As the name sweet lime suggests, the flavour is sweet and mild, but retains the essence of lime. The lime's taste changes rapidly when exposed to air, and will turn bitter in a few minutes, but if drunk soon after being juiced, the taste is sweet. The flavour is a bit flatter than most citrus due to its lack of acidity. It can be compared to limeade and pomelo.

== Uses ==
Sweet lime is served as juice and a good mixer for vodka or rum. It is the most common citrus juice available in the Indian subcontinent. The juice is commonly sold at mobile road stalls.

Like most citrus, the fruit is rich in vitamin C, providing 50 mg per 100 g serving and antioxidants. In Iran, it is popular as a home remedy to treat influenza and the common cold.

The tree is used for ornamental purposes as well as for graft stock.

== Checking for ripeness ==
Like most citrus, sweet limes will not ripen off the tree, and must be picked when fully ripe. This is indicated by its tennis-ball size and lustrous, greenish-yellow sheen. Gently scratch the surface of a sweet lime: If its oils give way in the fingernails, it is ripe. The juiciest fruits feel heavy for their size.

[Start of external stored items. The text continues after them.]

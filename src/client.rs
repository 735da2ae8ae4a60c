use crate::messages::{
    ClientToServer, CoordinatorMessage, ErrorCode, Outbound, RoomMessage, ServerToClient,
};
use crate::room::{RoomHandle, RoomId};
use anyhow::Context;
use std::net::SocketAddr;
use tokio::io::{AsyncBufReadExt, AsyncRead, AsyncWrite, AsyncWriteExt, BufReader};
use tokio::sync::{mpsc, oneshot};
use tracing::{debug, error, info};
use uuid::Uuid;

const USAGE_NICK: &str = "nick <name>";
const USAGE_ROOMS: &str = "create | join <id> | list";

#[derive(Debug, Clone, Copy, PartialEq, Eq)]
enum Flow {
    Continue,
    Quit,
}

/// Per-connection session state.
#[derive(Debug)]
pub struct Client {
    pub id: Uuid,
    pub nickname: Option<String>,
    pub room: Option<RoomHandle>,
    coordinator_channel: mpsc::UnboundedSender<CoordinatorMessage>,
    outbound: mpsc::UnboundedSender<Outbound>,
}

impl Client {
    pub fn new(
        coordinator_channel: mpsc::UnboundedSender<CoordinatorMessage>,
        outbound: mpsc::UnboundedSender<Outbound>,
    ) -> Self {
        Self {
            id: Uuid::new_v4(),
            nickname: None,
            room: None,
            coordinator_channel,
            outbound,
        }
    }

    fn reply(&self, event: ServerToClient) {
        let _ = self.outbound.send(Outbound::line(&event));
    }

    async fn ask<T>(
        &self,
        request: impl FnOnce(oneshot::Sender<T>) -> CoordinatorMessage,
    ) -> anyhow::Result<T> {
        let (tx, rx) = oneshot::channel();
        self.coordinator_channel
            .send(request(tx))
            .context("room coordinator is gone")?;
        rx.await.context("room coordinator dropped the request")
    }

    /// Join handshake. On success the room has already queued the JOINED
    /// broadcast on this connection.
    async fn enter(&mut self, handle: RoomHandle) -> Result<(), ErrorCode> {
        let (reply, reply_rx) = oneshot::channel();
        let join = RoomMessage::Join {
            participant: self.id,
            nickname: self.nickname.clone().unwrap_or_default(),
            outbound: self.outbound.clone(),
            reply,
        };
        if handle.send(join).is_err() {
            return Err(ErrorCode::RoomNotFound);
        }
        match reply_rx.await {
            Ok(Ok(())) => {
                info!("Client {} entered room {}", self.id, handle.id);
                self.room = Some(handle);
                Ok(())
            }
            Ok(Err(code)) => Err(code),
            Err(_) => Err(ErrorCode::RoomNotFound),
        }
    }

    fn leave_room(&mut self) {
        if let Some(room) = self.room.take() {
            let _ = room.send(RoomMessage::leave(self.id));
        }
    }
}

/// Drives one connection: greeting, then one command per line until the
/// peer goes away, asks to quit, or the room closes the connection.
pub async fn handle_client<R, W>(
    socket_reader: R,
    socket_writer: W,
    addr: SocketAddr,
    coordinator_tx: mpsc::UnboundedSender<CoordinatorMessage>,
) where
    R: AsyncRead + Unpin,
    W: AsyncWrite + Unpin + Send + 'static,
{
    let (writer_tx, writer_rx) = mpsc::unbounded_channel::<Outbound>();
    let mut client = Client::new(coordinator_tx, writer_tx.clone());

    info!("Client {} connected from {}", client.id, addr);

    client.reply(ServerToClient::Welcome);
    client.reply(ServerToClient::Usage(USAGE_NICK));
    client.reply(ServerToClient::Usage(USAGE_ROOMS));

    let mut write_task = tokio::spawn(handle_client_writer(socket_writer, writer_rx));

    let mut reader = BufReader::new(socket_reader);
    let mut line = String::new();

    loop {
        line.clear();
        tokio::select! {
            read = reader.read_line(&mut line) => match read {
                Ok(0) => {
                    info!("Client {} disconnected", client.id);
                    break;
                }
                Ok(_) => match handle_line(&mut client, line.trim()).await {
                    Ok(Flow::Continue) => {}
                    Ok(Flow::Quit) => {
                        info!("Client {} quit", client.id);
                        break;
                    }
                    Err(e) => error!("Error handling line for client {}: {:#}", client.id, e),
                },
                Err(e) => {
                    error!("Client {} read error: {}", addr, e);
                    break;
                }
            },
            _ = &mut write_task => {
                debug!("Client {} writer closed", client.id);
                break;
            }
        }
    }

    client.leave_room();
    // Flush whatever is queued, then shut the socket down.
    let _ = writer_tx.send(Outbound::Close);

    debug!("Client {} cleanup complete", client.id);
}

async fn handle_client_writer<W>(mut writer: W, mut rx: mpsc::UnboundedReceiver<Outbound>)
where
    W: AsyncWrite + Unpin,
{
    while let Some(item) = rx.recv().await {
        match item {
            Outbound::Line(line) => {
                let line_with_newline = format!("{}\n", line);
                if let Err(e) = writer.write_all(line_with_newline.as_bytes()).await {
                    error!("Failed to write to client: {}", e);
                    break;
                }
            }
            Outbound::Close => break,
        }
    }
    let _ = writer.shutdown().await;
}

async fn handle_line(client: &mut Client, line: &str) -> anyhow::Result<Flow> {
    let Some(keyword) = ClientToServer::keyword(line) else {
        return Ok(Flow::Continue);
    };
    if client.nickname.is_none() && !matches!(keyword.as_str(), "nick" | "quit" | "exit") {
        client.reply(ServerToClient::error(ErrorCode::SetNickFirst));
        return Ok(Flow::Continue);
    }

    let action = match ClientToServer::parse(line) {
        Ok(action) => action,
        Err(code) => {
            client.reply(ServerToClient::error(code));
            return Ok(Flow::Continue);
        }
    };

    match action {
        ClientToServer::Nick { nickname } => {
            debug!("Client {} is now {}", client.id, nickname);
            client.reply(ServerToClient::NickOk {
                nickname: nickname.clone(),
            });
            client.nickname = Some(nickname);
        }
        ClientToServer::Create => {
            if client.room.is_some() {
                client.reply(ServerToClient::error(ErrorCode::AlreadyInRoom));
                return Ok(Flow::Continue);
            }
            let created = client
                .ask(|reply| CoordinatorMessage::CreateRoom { reply })
                .await?;
            let Some(handle) = created else {
                client.reply(ServerToClient::error(ErrorCode::NoRoomIds));
                return Ok(Flow::Continue);
            };
            let room_id = handle.id;
            match client.enter(handle).await {
                Ok(()) => client.reply(ServerToClient::RoomCreated { room_id }),
                Err(code) => client.reply(ServerToClient::error(code)),
            }
        }
        ClientToServer::Join { room_id } => {
            if client.room.is_some() {
                client.reply(ServerToClient::error(ErrorCode::AlreadyInRoom));
                return Ok(Flow::Continue);
            }
            let Ok(room_id) = room_id.parse::<RoomId>() else {
                client.reply(ServerToClient::error(ErrorCode::InvalidRoomId));
                return Ok(Flow::Continue);
            };
            let found = client
                .ask(|reply| CoordinatorMessage::FindRoom { room_id, reply })
                .await?;
            let Some(handle) = found else {
                client.reply(ServerToClient::error(ErrorCode::RoomNotFound));
                return Ok(Flow::Continue);
            };
            match client.enter(handle).await {
                Ok(()) => client.reply(ServerToClient::RoomJoined { room_id }),
                Err(code) => client.reply(ServerToClient::error(code)),
            }
        }
        ClientToServer::List => {
            let rooms = client
                .ask(|reply| CoordinatorMessage::ListRooms { reply })
                .await?;
            if rooms.is_empty() {
                client.reply(ServerToClient::NoRooms);
            }
            for summary in rooms {
                client.reply(ServerToClient::RoomInfo {
                    room_id: summary.room_id,
                    players: summary.players,
                });
            }
        }
        ClientToServer::Quit => return Ok(Flow::Quit),
        ClientToServer::Room(command) => {
            let delivered = client
                .room
                .as_ref()
                .is_some_and(|room| room.send(RoomMessage::command(client.id, command)).is_ok());
            if !delivered {
                // The room task is gone once its session ended.
                client.room = None;
                client.reply(ServerToClient::error(ErrorCode::NotInRoom));
            }
        }
    }
    Ok(Flow::Continue)
}
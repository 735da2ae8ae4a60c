use crate::messages::Outbound;
use tokio::sync::mpsc;

/// Everything currently queued on a connection's outbound channel.
pub fn drain(rx: &mut mpsc::UnboundedReceiver<Outbound>) -> Vec<Outbound> {
    let mut items = Vec::new();
    while let Ok(item) = rx.try_recv() {
        items.push(item);
    }
    items
}

pub fn line(text: &str) -> Outbound {
    Outbound::Line(text.to_string())
}

pub fn contains_line(items: &[Outbound], text: &str) -> bool {
    items
        .iter()
        .any(|item| matches!(item, Outbound::Line(l) if l == text))
}
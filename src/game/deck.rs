use super::card::{Card, full_card_set};
use super::error::GameError;
use rand::Rng;
use rand::seq::SliceRandom;

/// Draw pile plus discard pile. The last element of each vector is its top.
#[derive(Debug, Clone)]
pub struct Deck {
    draw_pile: Vec<Card>,
    discard: Vec<Card>,
}

impl Deck {
    /// A shuffled copy of the full card set, nothing discarded yet.
    pub fn shuffled<R: Rng + ?Sized>(rng: &mut R) -> Self {
        let mut draw_pile = full_card_set();
        draw_pile.shuffle(rng);
        Self {
            draw_pile,
            discard: Vec::new(),
        }
    }

    #[cfg(test)]
    pub(crate) fn from_piles(draw_pile: Vec<Card>, discard: Vec<Card>) -> Self {
        Self { draw_pile, discard }
    }

    pub fn draw_pile_len(&self) -> usize {
        self.draw_pile.len()
    }

    #[cfg(test)]
    pub fn discard_len(&self) -> usize {
        self.discard.len()
    }

    pub fn top_card(&self) -> Option<&Card> {
        self.discard.last()
    }

    pub fn discard(&mut self, card: Card) {
        self.discard.push(card);
    }

    /// Puts a card at the bottom of the draw pile.
    pub fn put_under(&mut self, card: Card) {
        self.draw_pile.insert(0, card);
    }

    /// Takes the top card, recycling everything under the top discard first
    /// when the draw pile is empty.
    pub fn draw<R: Rng + ?Sized>(&mut self, rng: &mut R) -> Result<Card, GameError> {
        if self.draw_pile.is_empty() {
            self.recycle_discard(rng);
        }
        self.draw_pile.pop().ok_or(GameError::DeckExhausted)
    }

    fn recycle_discard<R: Rng + ?Sized>(&mut self, rng: &mut R) {
        let Some(top) = self.discard.pop() else {
            return;
        };
        self.draw_pile = self.discard.drain(..).map(Card::unresolved).collect();
        self.draw_pile.shuffle(rng);
        self.discard.push(top);
    }

    #[cfg(test)]
    pub(crate) fn all_cards(&self) -> impl Iterator<Item = Card> + '_ {
        self.draw_pile.iter().chain(self.discard.iter()).copied()
    }
}
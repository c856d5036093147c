use std::time::Instant;
use tracing::error;

use tracing_gcloud_sink::init::{init_tracing_with_config, LayerConfig};
use tracing_gcloud_sink::noop_sink::NoopSink;

fn main() -> Result<(), Box<dyn std::error::Error>> {
    init_tracing_with_config(NoopSink::default(), LayerConfig::default())?;

    let n: u64 = 100_000;
    let start = Instant::now();

    for i in 0..n {
        error!(iteration = i, label.phase = "load", "load test error");
    }

    let elapsed = start.elapsed();
    println!("formatted {} events in {:?} (~{:.0} ev/s)",
        n,
        elapsed,
        n as f64 / elapsed.as_secs_f64()
    );

    Ok(())
}
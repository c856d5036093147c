use serde::Serialize;
use std::fmt;

/// Ordinal log level as produced by the upstream logging facility.
///
/// Only the named constants have a dedicated severity; any other ordinal is
/// still a valid level and is reported as [`Severity::Info`].
#[derive(Debug, Clone, Copy, PartialEq, Eq, PartialOrd, Ord, Hash, Serialize)]
#[serde(transparent)]
pub struct LogLevel(pub u16);

impl LogLevel {
    pub const DEBUG: LogLevel = LogLevel(100);
    pub const INFO: LogLevel = LogLevel(200);
    pub const WARNING: LogLevel = LogLevel(400);
    pub const ERROR: LogLevel = LogLevel(500);
    pub const PANIC: LogLevel = LogLevel(600);
}

impl From<tracing::Level> for LogLevel {
    fn from(level: tracing::Level) -> Self {
        match level {
            tracing::Level::ERROR => LogLevel::ERROR,
            tracing::Level::WARN => LogLevel::WARNING,
            tracing::Level::INFO => LogLevel::INFO,
            // Cloud Logging has nothing below DEBUG.
            _ => LogLevel::DEBUG,
        }
    }
}

/// Severity values understood by Google Cloud Logging.
///
/// ref: <https://cloud.google.com/logging/docs/reference/v2/rest/v2/LogEntry#logseverity>
#[derive(Debug, Clone, Copy, PartialEq, Eq, Serialize)]
#[serde(rename_all = "UPPERCASE")]
pub enum Severity {
    Emergency,
    Error,
    Warning,
    Info,
    Debug,
}

impl Severity {
    pub fn as_str(&self) -> &'static str {
        match self {
            Severity::Emergency => "EMERGENCY",
            Severity::Error => "ERROR",
            Severity::Warning => "WARNING",
            Severity::Info => "INFO",
            Severity::Debug => "DEBUG",
        }
    }
}

impl fmt::Display for Severity {
    fn fmt(&self, f: &mut fmt::Formatter<'_>) -> fmt::Result {
        f.write_str(self.as_str())
    }
}

/// Convert a log level to a Cloud Logging severity.
///
/// Any level without a named constant is reported as `INFO`, including
/// ordinals that sit between two named levels.
pub fn level_to_severity(level: LogLevel) -> Severity {
    match level {
        LogLevel::PANIC => Severity::Emergency,
        LogLevel::ERROR => Severity::Error,
        LogLevel::WARNING => Severity::Warning,
        LogLevel::INFO => Severity::Info,
        LogLevel::DEBUG => Severity::Debug,
        _ => Severity::Info,
    }
}
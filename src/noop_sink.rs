use crate::error::SinkError;
use crate::format::{EntryFormatter, GCloudFormatter};
use crate::record::LogEntry;
use crate::sink::LogSink;

/// A sink that formats every entry and then drops it.
///
/// Useful for measuring the cost of the layer and the formatter without any
/// I/O, and for tests that don't care about the written bytes.
#[derive(Clone, Default)]
pub struct NoopSink {
    formatter: GCloudFormatter,
}

impl LogSink for NoopSink {
    fn write(&self, entry: &LogEntry) -> Result<(), SinkError> {
        std::hint::black_box(self.formatter.format(entry));
        Ok(())
    }
}
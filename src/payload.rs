use crate::record::Loggable;
use serde_json::{Map, Value};

/// Builds the JSON payload from the annotations that are not labels plus the
/// auxiliary `data`/`values` of an entry.
///
/// Any `Fn(&[&Loggable], Option<&Map<String, Value>>, &[Value]) -> Map<String, Value>`
/// closure is a `PayloadBuilder`, so callers can swap the merge rules
/// without touching the formatter.
pub trait PayloadBuilder: Send + Sync {
    fn build(
        &self,
        loggables: &[&Loggable],
        data: Option<&Map<String, Value>>,
        values: &[Value],
    ) -> Map<String, Value>;
}

impl<F> PayloadBuilder for F
where
    F: Fn(&[&Loggable], Option<&Map<String, Value>>, &[Value]) -> Map<String, Value> + Send + Sync,
{
    fn build(
        &self,
        loggables: &[&Loggable],
        data: Option<&Map<String, Value>>,
        values: &[Value],
    ) -> Map<String, Value> {
        self(loggables, data, values)
    }
}

/// Key holding the positional `values` of an entry.
pub const VALUES_KEY: &str = "values";

/// Merges `data`, then each loggable in order, then `values` under
/// [`VALUES_KEY`] when non-empty. Later keys win.
#[derive(Debug, Clone, Copy, Default)]
pub struct DefaultPayloadBuilder;

impl PayloadBuilder for DefaultPayloadBuilder {
    fn build(
        &self,
        loggables: &[&Loggable],
        data: Option<&Map<String, Value>>,
        values: &[Value],
    ) -> Map<String, Value> {
        let mut payload = data.cloned().unwrap_or_default();

        for loggable in loggables {
            let (key, value) = loggable.to_json();
            payload.insert(key, value);
        }

        if !values.is_empty() {
            payload.insert(VALUES_KEY.to_string(), Value::Array(values.to_vec()));
        }

        payload
    }
}

#[cfg(test)]
mod tests {
    use super::*;
    use crate::record::{Kv, Tags};
    use serde_json::json;

    #[test]
    fn loggables_override_data() {
        let mut data = Map::new();
        data.insert("version".into(), json!(1));
        data.insert("region".into(), json!("eu"));

        let kv = Loggable::from(Kv::of("version", 2));
        let tags = Loggable::from(Tags::of("os", ["mac"]));

        let payload = DefaultPayloadBuilder.build(&[&kv, &tags], Some(&data), &[]);
        assert_eq!(
            Value::Object(payload),
            json!({ "version": 2, "region": "eu", "os": ["mac"] })
        );
    }

    #[test]
    fn values_only_when_present() {
        let payload = DefaultPayloadBuilder.build(&[], None, &[]);
        assert!(payload.is_empty());

        let payload = DefaultPayloadBuilder.build(&[], None, &[json!(1), json!("two")]);
        assert_eq!(Value::Object(payload), json!({ "values": [1, "two"] }));
    }

    #[test]
    fn closures_are_builders() {
        let builder = |loggables: &[&Loggable], _: Option<&Map<String, Value>>, _: &[Value]| {
            let mut map = Map::new();
            map.insert("count".into(), json!(loggables.len()));
            map
        };
        let kv = Loggable::from(Kv::of("a", 1));
        assert_eq!(builder.build(&[&kv], None, &[])["count"], json!(1));
    }
}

Underripe fruit feels light for its size and has hard tart flesh. Overripe fruit is dull and shrunken, with dry, spongy skin. Avoid fruit with brownish-yellow discoloration.

== Storage ==
Sweet limes keep fresh for up to two weeks at room temperature, and four to eight weeks refrigerated. Frozen juice will keep for up to six months. It is possible to freeze slices of the fruit, though the limonin content may cause the pulp to taste bitter over time. This can be avoided by submerging the slices in sweet syrup within an airtight glass jar.